Lower investment minimums for hedge funds and similar alternative investments may increase regulation of how they are invested and marketed, raising compliance costs for banks and other sponsoring companies, according to several analysts.
Minimum investments of $250,000 to $2 million at most hedge funds traditionally reserved them for the ultra-wealthy. But new hedge-fund-like products with minimums of $25,000 or less are within reach for the affluent.
JPMorgan Chase & Co. began marketing one such product last month — a mutual fund managed by a recently acquired hedge fund firm, Highbridge Capital Management, but requiring just a $10,000 minimum investment.
Some such low-minimum products are subject to the same Securities and Exchange Commission registration and disclosure requirements as any mutual fund. Others are not, because hedge funds themselves are not subject to such requirements.
William Goetzmann, the director of the International Center for Finance at the Yale School of Management, said he expects the SEC to increase regulation of hedge funds and hedge-fund-like products.
“As retail investors increasingly become customers for these products, the SEC will naturally seek to protect their interests,” he said.
Significant hedge-fund investments by pension funds and public endowments may also spur the commission to act, Mr. Goetzmann said. “The SEC may take it upon themselves to protect the public interest,” he said.
David Friedland, the director of the Hedge Fund Association, the industry’s Washington lobbying group, disagreed.
Regulators “have historically taken the view that wealthy and sophisticated investors were prudent enough to look after themselves,” said Mr. Friedland, who is also the president of Magnum U.S. Investments Inc. of Aventura, Fla., a hedge fund firm.
The SEC’s 2004 investigation of the industry, though promoted by the entry of less affluent investors, was not an attempt to institute draconian regulation, Mr. Friedland said.
The trade group expects no regulation beyond the rule that will take effect in February, he said. A spokesman for the SEC said it has proposed no further hedge fund regulation.
Hedge funds are estimated to manage about $1 trillion of assets worldwide, though a reliable figure is unavailable because they are not required to disclose assets under management.
The funds often employ speculative trading strategies and use complex tax structures. And unlike mutual funds, they are generally not bound by rules on potential conflicts of interest, fairness in pricing, leverage, diversification of holdings, or disclosure of fund information, including management, holdings, fees and expenses, and performance.
Funds of hedge funds, like the underlying funds, are illiquid, carry high expenses, and tend not to be listed on securities exchanges. The SEC and the National Association of Securities Dealers Inc. have taken action against several hedge funds in recent years for fraudulent activity.
Matthew Nelson, an investment management analyst at TowerGroup, a research unit of MasterCard International, said lower minimums “will definitely lead to stricter regulations.”
Hedge funds employ several practices that regulators should view as conflicts of interest, he said. For example, many invest in over-the-counter derivatives that they price themselves, he said.
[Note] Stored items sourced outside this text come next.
#[cfg(test)]
mod tests {
    use super::*;
    use ipwhois_core::LookupTarget;
    use ipwhois_net::testing::StubNetwork;
    use serde_json::json;
    use tokio_test::{assert_err, assert_ok};

    const IP_URL: &str = "http://rdap.arin.net/registry/ip/74.125.225.229";
    const ENTITY_URL: &str = "http://rdap.arin.net/registry/entity/";

    fn resolver(stub: &StubNetwork) -> Rdap {
        let target = LookupTarget::parse("74.125.225.229").unwrap();
        Rdap::new(Net::with_transport(target, stub.transport.clone()))
    }

    fn vcard(name: &str) -> Value {
        json!(["vcard", [["version", {}, "text", "4.0"], ["fn", {}, "text", name]]])
    }

    fn network(entities: Value) -> Value {
        json!({
            "handle": "NET-74-125-0-0-1",
            "startAddress": "74.125.0.0",
            "endAddress": "74.125.255.255",
            "ipVersion": "v4",
            "name": "GOOGLE",
            "entities": entities
        })
    }

    fn entity_url(handle: &str) -> String {
        format!("{}{}", ENTITY_URL, handle)
    }

    #[test]
    fn test_endpoints() {
        assert_eq!(
            RdapEndpoints::for_registry(Rir::Lacnic).ip("200.57.141.161"),
            "http://rdap.lacnic.net/rdap/ip/200.57.141.161"
        );
        assert_eq!(
            RdapEndpoints::for_registry(Rir::RipeNcc).entity("RIPE-NCC-HM-MNT"),
            "http://rdap.db.ripe.net/entity/RIPE-NCC-HM-MNT"
        );
        assert_eq!(RdapEndpoints::BOOTSTRAP.ip("1.2.3.4"), format!("{}/ip/1.2.3.4", BOOTSTRAP_URL));
    }

    #[tokio::test]
    async fn test_lookup_network_and_root_entities() {
        let stub = StubNetwork::new();
        stub.http.respond_json(
            IP_URL,
            &network(json!([
                {"handle": "GOGL", "roles": ["registrant"], "vcardArray": vcard("Google LLC")}
            ])),
        );

        let result = assert_ok!(resolver(&stub).lookup(Some(Rir::Arin), &RdapOptions::default()).await);
        assert_eq!(result.query, "74.125.225.229");
        assert_eq!(result.network.cidr.as_deref(), Some("74.125.0.0/16"));
        assert_eq!(result.entities, vec!["GOGL".to_string()]);

        let gogl = &result.objects["GOGL"];
        assert_eq!(gogl.roles, Some(vec!["registrant".to_string()]));
        assert_eq!(gogl.contact.as_ref().and_then(|c| c.name.as_deref()), Some("Google LLC"));
        assert!(result.raw.is_none());
        assert_eq!(stub.http.call_count(), 1);

        let request = &stub.http.calls()[0];
        assert!(request
            .headers
            .contains(&("Accept".to_string(), "application/rdap+json".to_string())));
    }

    #[tokio::test]
    async fn test_entity_cycle_is_fetched_once() {
        let stub = StubNetwork::new();
        stub.http.respond_json(
            IP_URL,
            &network(json!([{
                "handle": "A",
                "roles": ["registrant"],
                "vcardArray": vcard("Entity A"),
                "entities": [{"handle": "B", "roles": ["technical"]}]
            }])),
        );
        stub.http.respond_json(
            &entity_url("B"),
            &json!({"handle": "B", "vcardArray": vcard("Entity B"), "entities": [{"handle": "A"}]}),
        );
        stub.http.respond_json(
            &entity_url("A"),
            &json!({"handle": "A", "vcardArray": vcard("Entity A"), "entities": [{"handle": "B"}]}),
        );

        let options = RdapOptions::new().with_depth(2);
        let result = assert_ok!(resolver(&stub).lookup(Some(Rir::Arin), &options).await);

        assert_eq!(result.objects.len(), 2);
        assert_eq!(result.objects["B"].roles, Some(vec!["technical".to_string()]));
        assert_eq!(result.objects["B"].entities, Some(vec!["A".to_string()]));
        assert_eq!(stub.http.calls_to(&entity_url("B")), 1);
        assert_eq!(stub.http.calls_to(&entity_url("A")), 0);
    }

    #[tokio::test]
    async fn test_depth_zero_skips_referenced_entities() {
        let stub = StubNetwork::new();
        stub.http.respond_json(
            IP_URL,
            &network(json!([{
                "handle": "A",
                "vcardArray": vcard("Entity A"),
                "entities": [{"handle": "B"}]
            }])),
        );

        let result = assert_ok!(resolver(&stub).lookup(Some(Rir::Arin), &RdapOptions::default()).await);
        assert_eq!(result.objects.keys().collect::<Vec<_>>(), vec!["A"]);
        assert_eq!(stub.http.call_count(), 1);
    }

    #[tokio::test]
    async fn test_root_entity_without_vcard_is_fetched() {
        let stub = StubNetwork::new();
        stub.http.respond_json(IP_URL, &network(json!([{"handle": "ABUSE", "roles": ["abuse"]}])));
        stub.http.respond_json(
            &entity_url("ABUSE"),
            &json!({"handle": "ABUSE", "vcardArray": vcard("Abuse Desk")}),
        );

        let result = assert_ok!(resolver(&stub).lookup(Some(Rir::Arin), &RdapOptions::default()).await);
        let abuse = &result.objects["ABUSE"];
        assert_eq!(abuse.roles, Some(vec!["abuse".to_string()]));
        assert_eq!(abuse.contact.as_ref().and_then(|c| c.name.as_deref()), Some("Abuse Desk"));

        let options = RdapOptions {
            root_ent_check: false,
            ..RdapOptions::default()
        };
        let result = assert_ok!(resolver(&stub).lookup(Some(Rir::Arin), &options).await);
        assert!(result.objects["ABUSE"].contact.is_none());
        assert_eq!(stub.http.calls_to(&entity_url("ABUSE")), 1);
    }

    #[tokio::test]
    async fn test_excluded_entities() {
        let stub = StubNetwork::new();
        stub.http.respond_json(
            IP_URL,
            &network(json!([
                {"handle": "A", "vcardArray": vcard("Entity A"), "entities": [{"handle": "B"}]},
                {"handle": "C", "vcardArray": vcard("Entity C")}
            ])),
        );

        let options = RdapOptions::new()
            .with_depth(1)
            .with_excluded_entities(vec!["B".to_string(), "C".to_string()]);
        let result = assert_ok!(resolver(&stub).lookup(Some(Rir::Arin), &options).await);
        assert_eq!(result.entities, vec!["A".to_string()]);
        assert_eq!(result.objects.len(), 1);
        assert_eq!(stub.http.call_count(), 1);
    }

    #[tokio::test]
    async fn test_bootstrap_and_offline_response() {
        let stub = StubNetwork::new();
        let url = RdapEndpoints::BOOTSTRAP.ip("74.125.225.229");
        stub.http.respond_json(&url, &network(json!([])));

        let options = RdapOptions::new().with_bootstrap(true).with_raw(true);
        let result = assert_ok!(resolver(&stub).lookup(None, &options).await);
        assert!(result.raw.is_some());
        assert_eq!(stub.http.calls_to(&url), 1);

        let options = RdapOptions::new().with_response(network(json!([])));
        let result = assert_ok!(resolver(&stub).lookup(Some(Rir::Arin), &options).await);
        assert_eq!(result.network.handle, "NET-74-125-0-0-1");
        assert_eq!(stub.http.call_count(), 1);

        let err = assert_err!(resolver(&stub).lookup(None, &RdapOptions::default()).await);
        assert!(matches!(err, LookupError::Net(_)));
    }

    #[tokio::test]
    async fn test_transient_failures_are_retried() {
        let stub = StubNetwork::new();
        stub.http.push_status(IP_URL, 503);
        stub.http.push_failure(IP_URL);
        stub.http.respond_json(IP_URL, &network(json!([])));

        let options = RdapOptions::new().with_retry_count(3);
        assert_ok!(resolver(&stub).lookup(Some(Rir::Arin), &options).await);
        assert_eq!(stub.http.calls_to(IP_URL), 3);

        let stub = StubNetwork::new();
        for _ in 0..3 {
            stub.http.push_status(IP_URL, 503);
        }
        stub.http.respond_json(IP_URL, &network(json!([])));
        let err = assert_err!(resolver(&stub).lookup(Some(Rir::Arin), &options).await);
        assert!(matches!(err, LookupError::HttpLookup(_)));
        assert_eq!(stub.http.calls_to(IP_URL), 3);
    }

    #[tokio::test]
    async fn test_rate_limit_notice() {
        let stub = StubNetwork::new();
        stub.http.respond_json(
            IP_URL,
            &json!({"notices": [{"title": "Rate Limit Notice", "description": ["slow down"]}]}),
        );

        let options = RdapOptions {
            retry_count: 2,
            rate_limit_timeout: Duration::from_secs(5),
            ..RdapOptions::default()
        };
        let err = assert_err!(resolver(&stub).lookup(Some(Rir::Arin), &options).await);
        assert!(err.is_rate_limit());
        assert_eq!(stub.clock.sleeps(), vec![Duration::from_secs(5)]);
    }

    #[tokio::test]
    async fn test_invalid_network_object() {
        let stub = StubNetwork::new();
        stub.http.respond_json(IP_URL, &json!({"name": "NO-HANDLE"}));

        let err = assert_err!(resolver(&stub).lookup(Some(Rir::Arin), &RdapOptions::default()).await);
        assert!(matches!(err, LookupError::InvalidNetworkObject(_)));
    }
}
But “there are some questions about the SEC’s ability to monitor and investigate” all the hedge funds that will have to register under the 2004 rule, Mr. Nelson said. There may be 9,000 of them, he said, and the SEC is “woefully understaffed.”
Those that register must hire a chief compliance officer and maintain thorough records, but it is unclear whether these records will actually be checked, Mr. Nelson said.
In addition, because hedge funds need not register unless their “lock-up” period — a time during which their investors are denied access to their money — is two years or less, some are expected to circumvent the rule by extending their lock-up periods, Mr. Nelson said.
But Mr. Friedland of the Hedge Fund Association said, “We don’t believe regulating and restricting managers has been the intent of regulators.” The SEC “simply felt it was necessary to get a handle on who’s out there managing hedge funds,” he said.